On friendship and the last post, I also like the following passage from The Rule of Four by Ian Caldwell and Dustin Thomason. Great read and I highly recommend it.

The thing people like to say to victims is that time is a great healer. The great healer is what they say, as if time were a doctor. But after six years thinking on the subject, I have a different impression. Time is the guy at the amusement park who paints shirts with an airbrush. He sprays out the color in a fine mist until it's just lonely particles floating in the air, waiting to be plastered in place. And what comes of it all, the design on the shirt at the end of the day, usually isn't much to see. I suspect whoever buys that shirt, the one great patron of the everlasting theme park, whoever he is, wakes up in the morning and wonders what he ever saw in it. We're the paint in that analogy... Time is what disperses us.

Thursday, July 20, 2006

Glue

My friends hold me together. And so I find rather poignant this excerpt from an essay by Joseph Epstein entitled Friendship Among the Intellectuals.

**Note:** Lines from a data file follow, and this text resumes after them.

//! RDF vocabulary helpers for the kopiverse ontology
//!
//! # Example
//!
//! ```rust
//! use kopiverse::rdf::NamespaceManager;
//!
//! let ns = NamespaceManager::new("http://kopiverse.org/ontology#");
//! let lot = ns.resource("GayoWineLot").unwrap();
//! assert_eq!(lot.as_str(), "http://kopiverse.org/ontology#GayoWineLot");
//! assert!(ns.resource("bad id").is_err());
//! ```

mod namespace;

pub use namespace::{NamespaceManager, PrefixError, PrefixResult, RDFS, XSD};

"It is painful to consider,” wrote Samuel Johnson about friendship, “that there is no human possession of which the duration is less certain.”

Too true. Some friendships die on their own, of simple inanition, having been quietly allowed to lapse by the unacknowledged agreement of both parties. Others break down because time has altered old friends, given them different interests, values, points of view. In still others, only one party works at the friendship, while the other belongs to what Truman Capote called (in a letter to the critic Newton Arvin, his ex-lover) “some odd psychological type . . . that only writes when he is written to.” And then of course there are the friendships that end when one friend betrays or is felt to betray the other, or fails to come through in a crisis, or finds himself violently disputing the other on matters of profoundest principle.

These days, such principled disagreements tend often to involve ideas, and to be endemic among supposedly educated people and especially among intellectuals. ...[But] here is the question ... raise[d] in high relief: for what ideas would one be willing to give up one’s friends? Most of us, I suspect, would answer: none. Ideas, after all, are but abstract things and as such are not worth even a single flesh-and-blood friend. And yet, abstract as they are, in the realm of politics ideas have consequences, and those consequences can be measured all too often and all too precisely in flesh and blood.

Communism, which began as an idea, ended up causing death and misery to scores of millions of people for nearly a century. If your friend were to advocate or defend the Communist system, could he truly be your friend? Cicero defined friendship “as nothing other than agreement over all things divine and human along with good will and affection.” That is a lot to ask, but it seems undeniable that general agreement on such major matters is a great lubricant for a friction-free friendship.

For me, a person’s general point of view is more important than his opinions on specific issues, though I admit that the line between the two is not always easily drawn. ...Jean-Paul Sartre and Albert Camus broke up their friendship over Camus’s The Myth of Sisyphus. The book argued against political utopianism, which Camus thought was the world’s most dangerous delusion. Sartre, a utopian who lived comfortably enough with the horrors perpetrated by Joseph Stalin, felt this was going altogether too far, and closed things off. Sigmund Freud, unable to bear deviation from any of his own central ideas, broke with just about everyone in what was once called the Freudian circle.

...Every broken friendship can be thought of as a failure or a defeat. Yet, one must ask in each case, was the friendship itself therefore without meaning? Nietzsche, who himself had a famous broken friendship with Wagner—he began by idolizing the composer and ended by despising him—devotes a strangely fortifying paragraph to the subject in The Gay Science. Trying to make lemonade out of the rotted lemons of broken friendship, he suggests that perhaps, in “a tremendous but invisible stellar orbit, such friendships might be renewed and better made.” One would like to think this may be so, but the odds in favor of it are only slightly better than those in favor of the return of vaudeville.